Given records
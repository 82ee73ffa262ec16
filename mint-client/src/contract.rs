//! Typed access to the collection contract: reads, snapshots and mint calls.

use std::sync::Arc;
use std::time::Duration;

use allowlist_common::Address;
use alloy_primitives::{Address as EvmAddress, B256, U256};
use alloy_sol_types::SolCall;

use crate::abi::{IAllowListCollection as Collection, SaleState};
use crate::error::{Error, Result};
use crate::mint_flow::MintQuantity;
use crate::rpc::{EthApi, Provider, TransactionReceipt, TransactionRequest};

/// Percentage applied to every gas estimate before sending.
pub const GAS_MARGIN_PERCENT: u64 = 110;

pub fn gas_limit(estimate: U256) -> U256 {
    estimate.saturating_mul(U256::from(GAS_MARGIN_PERCENT)) / U256::from(100u64)
}

#[derive(Debug, Clone, Default, PartialEq, Eq)]
pub struct WalletMintStats {
    pub whitelist_minted: U256,
    pub public_minted: U256,
    pub free_minted: U256,
    pub free_mint_allowance: U256,
    pub holds_partner_token: bool,
}

#[derive(Debug, Clone, PartialEq, Eq)]
pub struct WalletSnapshot {
    pub account: Address,
    pub stats: WalletMintStats,
    pub tokens: Vec<U256>,
}

/// Everything the mint screen shows, read in one go.
#[derive(Debug, Clone, PartialEq, Eq)]
pub struct CollectionSnapshot {
    pub sale_state: SaleState,
    pub public_price: U256,
    pub whitelist_price: U256,
    pub total_supply: U256,
    pub remaining_supply: U256,
    pub max_supply: U256,
    pub free_mint_remaining: U256,
    pub wallet: Option<WalletSnapshot>,
}

impl CollectionSnapshot {
    /// Unit price of the phase that is currently open.
    pub fn active_price(&self) -> U256 {
        match self.sale_state {
            SaleState::Whitelist => self.whitelist_price,
            _ => self.public_price,
        }
    }
}

#[derive(Debug, Clone, Copy)]
pub struct ReceiptPolling {
    pub interval: Duration,
    pub max_attempts: u32,
}

impl Default for ReceiptPolling {
    fn default() -> Self {
        Self {
            interval: Duration::from_secs(2),
            max_attempts: 150,
        }
    }
}

fn evm(address: &Address) -> EvmAddress {
    EvmAddress::from(address.into_bytes())
}

fn proof_words(proof: &[[u8; 32]]) -> Vec<B256> {
    proof.iter().map(|node| B256::from(*node)).collect()
}

#[derive(Clone)]
pub struct MintContract {
    provider: Arc<dyn Provider>,
    address: Address,
}

impl MintContract {
    pub fn new(provider: Arc<dyn Provider>, address: Address) -> Self {
        Self { provider, address }
    }

    pub fn address(&self) -> &Address {
        &self.address
    }

    pub fn provider(&self) -> &Arc<dyn Provider> {
        &self.provider
    }

    async fn read<C: SolCall>(&self, call: C) -> Result<C::Return> {
        let tx = TransactionRequest {
            to: self.address,
            data: call.abi_encode().into(),
            ..Default::default()
        };
        let output = self.provider.call(&tx).await?;
        C::abi_decode_returns(&output, true).map_err(|e| Error::Decode {
            call: C::SIGNATURE,
            reason: e.to_string(),
        })
    }

    pub async fn total_supply(&self) -> Result<U256> {
        Ok(self.read(Collection::totalSupplyCall {}).await?._0)
    }

    pub async fn remaining_supply(&self) -> Result<U256> {
        Ok(self.read(Collection::remainingSupplyCall {}).await?._0)
    }

    pub async fn max_supply(&self) -> Result<U256> {
        Ok(self.read(Collection::MAX_SUPPLYCall {}).await?._0)
    }

    pub async fn public_price(&self) -> Result<U256> {
        Ok(self.read(Collection::publicPriceCall {}).await?._0)
    }

    pub async fn whitelist_price(&self) -> Result<U256> {
        Ok(self.read(Collection::whitelistPriceCall {}).await?._0)
    }

    pub async fn sale_state(&self) -> Result<SaleState> {
        SaleState::try_from(self.read(Collection::saleStateCall {}).await?._0)
    }

    pub async fn free_mint_remaining(&self) -> Result<U256> {
        Ok(self.read(Collection::freeMintRemainingCall {}).await?._0)
    }

    pub async fn wallet_mint_stats(&self, account: &Address) -> Result<WalletMintStats> {
        let stats = self
            .read(Collection::getWalletMintStatsCall {
                account: evm(account),
            })
            .await?;
        Ok(WalletMintStats {
            whitelist_minted: stats.whitelistMinted,
            public_minted: stats.publicMinted,
            free_minted: stats.freeMinted,
            free_mint_allowance: stats.freeMintAllowance,
            holds_partner_token: stats.holdsPartnerToken,
        })
    }

    pub async fn wallet_tokens(&self, account: &Address) -> Result<Vec<U256>> {
        Ok(self
            .read(Collection::walletOfOwnerCall {
                owner: evm(account),
            })
            .await?
            ._0)
    }

    /// Issues every read concurrently; any failure fails the whole snapshot.
    pub async fn snapshot(&self, account: Option<&Address>) -> Result<CollectionSnapshot> {
        let wallet = async {
            let Some(account) = account else {
                return Ok::<_, Error>(None);
            };
            let (stats, tokens) =
                tokio::try_join!(self.wallet_mint_stats(account), self.wallet_tokens(account))?;
            Ok(Some(WalletSnapshot {
                account: *account,
                stats,
                tokens,
            }))
        };

        let (
            total_supply,
            remaining_supply,
            max_supply,
            public_price,
            whitelist_price,
            sale_state,
            free_mint_remaining,
            wallet,
        ) = tokio::try_join!(
            self.total_supply(),
            self.remaining_supply(),
            self.max_supply(),
            self.public_price(),
            self.whitelist_price(),
            self.sale_state(),
            self.free_mint_remaining(),
            wallet,
        )?;

        Ok(CollectionSnapshot {
            sale_state,
            public_price,
            whitelist_price,
            total_supply,
            remaining_supply,
            max_supply,
            free_mint_remaining,
            wallet,
        })
    }

    pub async fn public_mint(&self, from: &Address, quantity: MintQuantity) -> Result<B256> {
        let price = self.public_price().await?;
        let call = Collection::publicMintCall {
            quantity: quantity.as_u256(),
        };
        self.send(from, call, Some(price.saturating_mul(quantity.as_u256())))
            .await
    }

    pub async fn whitelist_mint(
        &self,
        from: &Address,
        quantity: MintQuantity,
        proof: &[[u8; 32]],
    ) -> Result<B256> {
        let price = self.whitelist_price().await?;
        let call = Collection::whitelistMintCall {
            quantity: quantity.as_u256(),
            merkleProof: proof_words(proof),
        };
        self.send(from, call, Some(price.saturating_mul(quantity.as_u256())))
            .await
    }

    pub async fn free_mint(
        &self,
        from: &Address,
        quantity: MintQuantity,
        proof: &[[u8; 32]],
    ) -> Result<B256> {
        let call = Collection::freeMintCall {
            quantity: quantity.as_u256(),
            merkleProof: proof_words(proof),
        };
        self.send(from, call, None).await
    }

    /// Estimate, pad by [`GAS_MARGIN_PERCENT`], then submit.
    async fn send<C: SolCall>(&self, from: &Address, call: C, value: Option<U256>) -> Result<B256> {
        let mut tx = TransactionRequest {
            from: Some(*from),
            to: self.address,
            data: call.abi_encode().into(),
            value,
            gas: None,
        };

        let estimate = self.provider.estimate_gas(&tx).await?;
        tx.gas = Some(gas_limit(estimate));
        tracing::debug!("{} gas estimate {} -> limit {:?}", C::SIGNATURE, estimate, tx.gas);

        let hash = self.provider.send_transaction(&tx).await?;
        tracing::info!("Submitted {} from {}: {}", C::SIGNATURE, from, hash);
        Ok(hash)
    }

    /// Poll until the transaction is mined. A status-0 receipt is a revert.
    pub async fn wait_for_receipt(
        &self,
        hash: B256,
        polling: ReceiptPolling,
    ) -> Result<TransactionReceipt> {
        for _ in 0..polling.max_attempts {
            if let Some(receipt) = self.provider.transaction_receipt(hash).await? {
                if !receipt.success {
                    tracing::warn!("Transaction {} reverted", hash);
                    return Err(Error::Reverted(hash));
                }
                tracing::info!("Transaction {} confirmed in block {:?}", hash, receipt.block_number);
                return Ok(receipt);
            }
            tokio::time::sleep(polling.interval).await;
        }
        Err(Error::ReceiptTimeout(hash))
    }
}

#[cfg(test)]
mod tests {
    use super::*;

    #[test]
    fn gas_limit_adds_ten_percent() {
        assert_eq!(gas_limit(U256::from(100_000u64)), U256::from(110_000u64));
        assert_eq!(gas_limit(U256::from(21_001u64)), U256::from(23_101u64));
        assert_eq!(gas_limit(U256::ZERO), U256::ZERO);
    }

    #[test]
    fn active_price_follows_sale_phase() {
        let mut snapshot = CollectionSnapshot {
            sale_state: SaleState::Whitelist,
            public_price: U256::from(2u64),
            whitelist_price: U256::from(1u64),
            total_supply: U256::ZERO,
            remaining_supply: U256::ZERO,
            max_supply: U256::ZERO,
            free_mint_remaining: U256::ZERO,
            wallet: None,
        };
        assert_eq!(snapshot.active_price(), U256::from(1u64));
        snapshot.sale_state = SaleState::Public;
        assert_eq!(snapshot.active_price(), U256::from(2u64));
        snapshot.sale_state = SaleState::Closed;
        assert_eq!(snapshot.active_price(), U256::from(2u64));
    }
}
//! Greedy farthest-point (max-min) sampling.
//!
//! # The Algorithm
//!
//! Given a pool of M points and a target K < M:
//!
//! 1. Pick one initial point (from an explicit seed, or an explicit index).
//! 2. Repeat until K points are selected:
//!    - for every remaining candidate, take its minimum distance to the
//!      points selected so far
//!    - select the candidate whose minimum distance is largest
//!
//! Ties go to the candidate with the lowest pool index.
//!
//! Each candidate keeps its running minimum, and each step only measures the
//! candidates against the point selected in the previous step. The minimum
//! over the whole selection is therefore maintained with one distance call
//! per candidate per step: O(K·M) distance evaluations overall.
//!
//! The result is the classic greedy 2-approximation to the k-center problem
//! (Gonzalez, 1985): locally optimal at each step, not globally optimal.
//!
//! The remaining set is an index array with swap-and-pop removal, so its order
//! drifts from pool order; ties are compared on the original index, never on
//! array position.

use rand::prelude::*;
use tracing::{debug, warn};

use crate::error::{Error, Result};
use crate::geodesic::{distance_unchecked, Point};

/// Outcome of a sampling run.
#[derive(Debug, Clone, PartialEq)]
pub struct SampleOutcome {
    /// Selected points, in selection order.
    pub selected: Vec<Point>,
    /// Position of each selected point in the input slice.
    pub indices: Vec<usize>,
    /// For every selection after the first, its minimum distance (meters) to
    /// the points selected before it. Empty when no selection ran.
    pub separations: Vec<f64>,
    /// Number of input points dropped for being out of range.
    pub rejected: usize,
    /// Number of distance evaluations performed.
    pub evaluations: usize,
}

impl SampleOutcome {
    fn empty(rejected: usize) -> Self {
        Self {
            selected: Vec::new(),
            indices: Vec::new(),
            separations: Vec::new(),
            rejected,
            evaluations: 0,
        }
    }

    /// Number of selected points.
    pub fn len(&self) -> usize {
        self.selected.len()
    }

    /// Whether nothing was selected.
    pub fn is_empty(&self) -> bool {
        self.selected.is_empty()
    }
}

/// Greedy farthest-point sampler.
#[derive(Debug, Clone)]
pub struct FarthestPointSampler {
    /// Number of points to keep.
    target: usize,
    /// Seed for the initial pick.
    seed: u64,
    /// Explicit initial pick (input index); overrides `seed`.
    initial_index: Option<usize>,
}

impl FarthestPointSampler {
    /// Create a sampler keeping `target` points, seeded with 0.
    pub fn new(target: usize) -> Self {
        Self {
            target,
            seed: 0,
            initial_index: None,
        }
    }

    /// Set the number of points to keep.
    pub fn with_target(mut self, target: usize) -> Self {
        self.target = target;
        self
    }

    /// Set the seed used to choose the initial point.
    pub fn with_seed(mut self, seed: u64) -> Self {
        self.seed = seed;
        self
    }

    /// Start from a fixed point (index into the input slice) instead of a
    /// seeded random pick.
    pub fn with_initial_index(mut self, index: usize) -> Self {
        self.initial_index = Some(index);
        self
    }

    /// Configured target.
    pub fn target(&self) -> usize {
        self.target
    }

    /// Select up to `target` spatially spread points from `pool`.
    ///
    /// The pool must already be free of duplicates. Points outside the valid
    /// coordinate range are dropped and counted in
    /// [`SampleOutcome::rejected`]. If the target covers every valid point,
    /// they are returned in input order without any distance evaluation, and
    /// the initial index is not consulted.
    pub fn sample(&self, pool: &[Point]) -> Result<SampleOutcome> {
        if self.target == 0 {
            return Err(Error::DegenerateConfiguration {
                name: "target",
                message: "must be at least 1",
            });
        }
        // Positions (in `pool`) of the points that pass the range check.
        let mut valid: Vec<usize> = Vec::with_capacity(pool.len());
        for (i, p) in pool.iter().enumerate() {
            if p.is_valid() {
                valid.push(i);
            } else {
                warn!(
                    index = i,
                    latitude = p.latitude,
                    longitude = p.longitude,
                    "dropping out-of-range point from sampling pool"
                );
            }
        }
        let rejected = pool.len() - valid.len();
        let m = valid.len();

        if m == 0 {
            debug!("empty sampling pool");
            return Ok(SampleOutcome::empty(rejected));
        }

        if self.target >= m {
            debug!(pool = m, target = self.target, "pool within target, returning unchanged");
            return Ok(SampleOutcome {
                selected: valid.iter().map(|&i| pool[i]).collect(),
                indices: valid,
                separations: Vec::new(),
                rejected,
                evaluations: 0,
            });
        }

        if let Some(i) = self.initial_index {
            if i >= pool.len() || !pool[i].is_valid() {
                return Err(Error::InvalidParameter {
                    name: "initial_index",
                    message: format!("{i} does not refer to a valid point in a pool of {}", pool.len()),
                });
            }
        }

        let first = match self.initial_index {
            // Checked above: present in `valid`.
            Some(i) => valid.binary_search(&i).unwrap_or_default(),
            None => StdRng::seed_from_u64(self.seed).random_range(0..m),
        };

        // Working sets are positions into `valid`. Since `valid` is ascending,
        // comparing positions is comparing original indices.
        let mut remaining: Vec<usize> = (0..m).filter(|&p| p != first).collect();
        let mut min_dist = vec![f64::INFINITY; m];
        let mut chosen: Vec<usize> = Vec::with_capacity(self.target);
        let mut separations = Vec::with_capacity(self.target - 1);
        let mut evaluations = 0usize;

        chosen.push(first);
        let mut last = pool[valid[first]];

        while chosen.len() < self.target && !remaining.is_empty() {
            let mut best_slot = 0;
            let mut best_dist = f64::NEG_INFINITY;

            for (slot, &cand) in remaining.iter().enumerate() {
                let d = distance_unchecked(&pool[valid[cand]], &last);
                evaluations += 1;
                if d < min_dist[cand] {
                    min_dist[cand] = d;
                }

                let md = min_dist[cand];
                if md > best_dist || (md == best_dist && cand < remaining[best_slot]) {
                    best_dist = md;
                    best_slot = slot;
                }
            }

            let pick = remaining.swap_remove(best_slot);
            chosen.push(pick);
            separations.push(best_dist);
            last = pool[valid[pick]];

            if chosen.len() % 10 == 0 {
                debug!(selected = chosen.len(), separation_m = best_dist, "sampling progress");
            }
        }

        let indices: Vec<usize> = chosen.iter().map(|&p| valid[p]).collect();
        debug!(
            selected = indices.len(),
            evaluations,
            "farthest-point sampling complete"
        );

        Ok(SampleOutcome {
            selected: indices.iter().map(|&i| pool[i]).collect(),
            indices,
            separations,
            rejected,
            evaluations,
        })
    }
}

Action item
Which lines hold the word "evaluations"? Return all of them from the records above.

Output
//! per candidate per step: O(K·M) distance evaluations overall.
    /// Number of distance evaluations performed.
    pub evaluations: usize,
            evaluations: 0,
                evaluations: 0,
        let mut evaluations = 0usize;
                evaluations += 1;
            evaluations,
            evaluations,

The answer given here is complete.